I saw the trailer for The Conjuring early last spring, you know the one I’m talking about, with the hide and seek, the clap, clap. Whatever movie this preview was opening for wasn’t even scary, and so I found myself totally unprepared for the terror that I was about to experience. Sure, and without giving too much away, the essence of that scene is mostly shock, or as they refer to it in that South Park episode, being startled.
But that’s exactly what you go to a horror movie to feel. A good one, anyway. The Conjuring is definitely a good horror movie. I felt like I was clinging to the sides of my seat the entire time, the sides of my seat, the bottom, I’d grab onto any part of the movie theater seat and clench my hands, my arms, everything, and I’d realize that it wasn’t really helping me manage the terror. So I’d shift, I’d grab something else. I wound up spending most of the movie sitting there with my arms wrapped tightly around my chest, exercising basically every muscle in my body.
So you get the picture, I was scared, I liked it. But why does this movie work where so many horror films fall flat? It’s all about pace, especially with a movie like this that doesn’t really stray too far from the time tested forms of the genre. There are creaky stairs, doors opening and closing by themselves, there was definitely a lot of stuff that we’ve already scene before.
But the pacing was perfect. It’s the kind of very slow, things-slightly-start-to-go-wrong mentality, an ominous build up that lets you know something very sinister is going on. That’s easy enough, at least, they made me scared during that trailer. But how would this idea play out for an entire movie?
We all know that there are going to be things popping out at you, lots of slow camera shots that just beg to be interrupted by a scary ghost-lady close-up, but at what point to you sit back and go, OK, this isn’t scary anymore? A lot of times whatever is being used as a plot gets too convoluted, like maybe they’ll look in the history books and figure out the origins of the paranormal activity, and they’ll have to return an amulet or something to set a certain spirit to rest.
So to me, the perfect horror movie never lets you go. Even as whatever is going on is brought to a climax, you’re still sitting there in your seat trying to find that magical position that might make the fear somewhat more bearable. That’s what this movie achieves. You’re never comfortable.
There’s a little side-story opening, involving a doll, which almost made me check out ten minutes into the film. Then we dive right into this family moving into this house somewhere in New England. It looks like it might have started falling apart a hundred years ago. They don’t waste time on too much backstory, and it’s not one of these things where only one person can tell there’s something wrong here.
And equally as important, there’s also not that one idiot character that, despite all of the evidence to the contrary, remains firm in his or her conviction that there’s absolutely nothing going on here.
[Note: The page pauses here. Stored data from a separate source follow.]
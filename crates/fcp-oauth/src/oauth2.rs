//! OAuth 2.0 client credentials flow.
//!
//! The client authenticates to the token endpoint with HTTP Basic auth
//! (`client_id:client_secret`) and receives an app-only bearer token.

use std::collections::BTreeMap;
use std::time::Duration;

use reqwest::Client;
use serde::Deserialize;
use tracing::{debug, instrument};
use url::Url;

use crate::{GrantType, OAuthError, OAuthResult, OAuthTokens, TokenResponse};

/// OAuth 2.0 configuration.
#[derive(Debug, Clone)]
pub struct OAuth2Config {
    /// Client ID.
    pub client_id: String,
    /// Client secret.
    pub client_secret: String,
    /// Token endpoint URL.
    pub token_url: String,
    /// Default scopes to request.
    pub default_scopes: Vec<String>,
    /// HTTP client timeout.
    pub timeout: Duration,
}

impl OAuth2Config {
    /// Create a new OAuth 2.0 configuration.
    #[must_use]
    pub fn new(
        client_id: impl Into<String>,
        client_secret: impl Into<String>,
        token_url: impl Into<String>,
    ) -> Self {
        Self {
            client_id: client_id.into(),
            client_secret: client_secret.into(),
            token_url: token_url.into(),
            default_scopes: Vec::new(),
            timeout: Duration::from_secs(30),
        }
    }

    /// Set default scopes.
    #[must_use]
    pub fn with_scopes(mut self, scopes: Vec<String>) -> Self {
        self.default_scopes = scopes;
        self
    }

    /// Set timeout.
    #[must_use]
    pub const fn with_timeout(mut self, timeout: Duration) -> Self {
        self.timeout = timeout;
        self
    }
}

/// OAuth 2.0 client.
#[derive(Debug, Clone)]
pub struct OAuth2Client {
    config: OAuth2Config,
    http_client: Client,
}

impl OAuth2Client {
    /// Create a new OAuth 2.0 client.
    pub fn new(config: OAuth2Config) -> OAuthResult<Self> {
        let http_client = Client::builder().timeout(config.timeout).build()?;
        Self::with_http_client(config, http_client)
    }

    /// Create with a custom HTTP client.
    pub fn with_http_client(config: OAuth2Config, http_client: Client) -> OAuthResult<Self> {
        if config.client_id.is_empty() || config.client_secret.is_empty() {
            return Err(OAuthError::InvalidConfig(
                "client_id and client_secret are required for client credentials".into(),
            ));
        }
        Url::parse(&config.token_url)?;

        Ok(Self {
            config,
            http_client,
        })
    }

    /// Get tokens using client credentials flow.
    ///
    /// `scopes` are appended to the configured default scopes.
    #[instrument(skip(self), fields(token_url = %self.config.token_url))]
    pub async fn client_credentials(&self, scopes: &[&str]) -> OAuthResult<OAuthTokens> {
        let mut params = BTreeMap::new();
        params.insert("grant_type".to_string(), GrantType::ClientCredentials.to_string());

        let all_scopes: Vec<&str> = self
            .config
            .default_scopes
            .iter()
            .map(String::as_str)
            .chain(scopes.iter().copied())
            .collect();

        if !all_scopes.is_empty() {
            params.insert("scope".to_string(), all_scopes.join(" "));
        }

        self.token_request(&params).await
    }

    /// Make a token request.
    async fn token_request(&self, params: &BTreeMap<String, String>) -> OAuthResult<OAuthTokens> {
        let response = self
            .http_client
            .post(&self.config.token_url)
            .basic_auth(&self.config.client_id, Some(&self.config.client_secret))
            .form(params)
            .send()
            .await?;

        let status = response.status();
        let bytes = response.bytes().await?;

        if !status.is_success() {
            let message = match serde_json::from_slice::<TokenErrorResponse>(&bytes) {
                Ok(error) => format!(
                    "{}: {}",
                    error.error,
                    error.error_description.unwrap_or_default()
                ),
                Err(_) => String::from_utf8_lossy(&bytes).into_owned(),
            };

            return Err(OAuthError::TokenExchangeFailed {
                status: status.as_u16(),
                message,
            });
        }

        let token_response: TokenResponse = serde_json::from_slice(&bytes)
            .map_err(|e| OAuthError::InvalidTokenResponse(e.to_string()))?;

        if token_response.access_token.is_empty() {
            return Err(OAuthError::InvalidTokenResponse(
                "empty access_token".into(),
            ));
        }

        debug!(
            token_type = %token_response.token_type,
            expires_in = ?token_response.expires_in,
            "Obtained client credentials token"
        );

        Ok(OAuthTokens::from_response(token_response))
    }
}

/// OAuth 2.0 error response.
#[derive(Debug, Deserialize)]
struct TokenErrorResponse {
    error: String,
    error_description: Option<String>,
}

#[cfg(test)]
mod tests {
    use super::*;
    use wiremock::{
        Mock, MockServer, ResponseTemplate,
        matchers::{body_string_contains, header, method, path},
    };

    fn test_config(server: &MockServer) -> OAuth2Config {
        OAuth2Config::new("client_id", "client_secret", format!("{}/oauth2/token", server.uri()))
            .with_scopes(vec!["tweet.read".into(), "users.read".into()])
    }

    #[test]
    fn test_missing_secret_is_invalid_config() {
        let config = OAuth2Config::new("client_id", "", "https://example.com/token");
        let err = OAuth2Client::new(config).unwrap_err();
        assert!(matches!(err, OAuthError::InvalidConfig(_)));
    }

    #[test]
    fn test_bad_token_url_rejected() {
        let config = OAuth2Config::new("id", "secret", "not a url");
        let err = OAuth2Client::new(config).unwrap_err();
        assert!(matches!(err, OAuthError::UrlError(_)));
    }

    #[tokio::test]
    async fn test_client_credentials_uses_basic_auth() {
        let server = MockServer::start().await;

        // base64("client_id:client_secret")
        Mock::given(method("POST"))
            .and(path("/oauth2/token"))
            .and(header(
                "authorization",
                "Basic Y2xpZW50X2lkOmNsaWVudF9zZWNyZXQ=",
            ))
            .and(body_string_contains("grant_type=client_credentials"))
            .and(body_string_contains("scope=tweet.read+users.read"))
            .respond_with(ResponseTemplate::new(200).set_body_json(serde_json::json!({
                "access_token": "app-token",
                "token_type": "bearer",
                "expires_in": 7200
            })))
            .expect(1)
            .mount(&server)
            .await;

        let client = OAuth2Client::new(test_config(&server)).unwrap();
        let tokens = client.client_credentials(&[]).await.unwrap();

        assert_eq!(tokens.access_token(), "app-token");
        assert!(!tokens.is_expired());
    }

    #[tokio::test]
    async fn test_non_success_status_is_exchange_failure() {
        let server = MockServer::start().await;

        Mock::given(method("POST"))
            .and(path("/oauth2/token"))
            .respond_with(ResponseTemplate::new(403).set_body_json(serde_json::json!({
                "error": "unauthorized_client",
                "error_description": "client credentials disabled"
            })))
            .mount(&server)
            .await;

        let client = OAuth2Client::new(test_config(&server)).unwrap();
        let err = client.client_credentials(&[]).await.unwrap_err();

        match err {
            OAuthError::TokenExchangeFailed { status, message } => {
                assert_eq!(status, 403);
                assert!(message.contains("unauthorized_client"));
            }
            other => panic!("unexpected error: {other:?}"),
        }
    }

    #[tokio::test]
    async fn test_missing_access_token_is_invalid_response() {
        let server = MockServer::start().await;

        Mock::given(method("POST"))
            .and(path("/oauth2/token"))
            .respond_with(
                ResponseTemplate::new(200)
                    .set_body_json(serde_json::json!({ "token_type": "bearer" })),
            )
            .mount(&server)
            .await;

        let client = OAuth2Client::new(test_config(&server)).unwrap();
        let err = client.client_credentials(&[]).await.unwrap_err();
        assert!(matches!(err, OAuthError::InvalidTokenResponse(_)));
    }
}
Oh yeah, and it’s in the seventies. I’m telling you, the seventies are fucking scary. So are the sixties. The eighties are just this big neon joke and the nineties, well, I grew up in the nineties, so to me, it’s all a little too familiar. And go ahead trying to make a horror movie set in the present. Whenever I get scared in my house, I turn on all of my TVs, my lights, and I start streaming as much music and video from the Internet at the same time. There’s too much distraction in our modern world to get really scared of anything.
But the seventies, man, you’ve got a problem with ghosts? You can’t just send an email to some random ghost hunters you found on the Internet. No, you have to stalk them at some college hours away where they happen to be giving a lecture. And what if you need emergency clearance from the Vatican for a last minute exorcism? Sorry pal, we’ll see if we can’t get in touch with Rome tomorrow morning. And by the way, that call’s going to be expensive, so we’re going to need a deposit.
Also, the kids say stuff like groovy, and far out. Yup, that’s pretty much how I imagine the seventies, no cell phones, lots of creepy black and white TV static, groovy. I’m terrified.
The Conjuring is fantastically scary. Seriously, I’m still shaking. And no, nothing especially new happened, no envelopes were pushed or anything like that. It’s just a very well put together horror film. It’s like a really catchy summer pop song that the entire world gets stuck in its head. No, there’s nothing especially revolutionary going on here, but something’s been tapped, something universal, and it’s been executed almost flawlessly.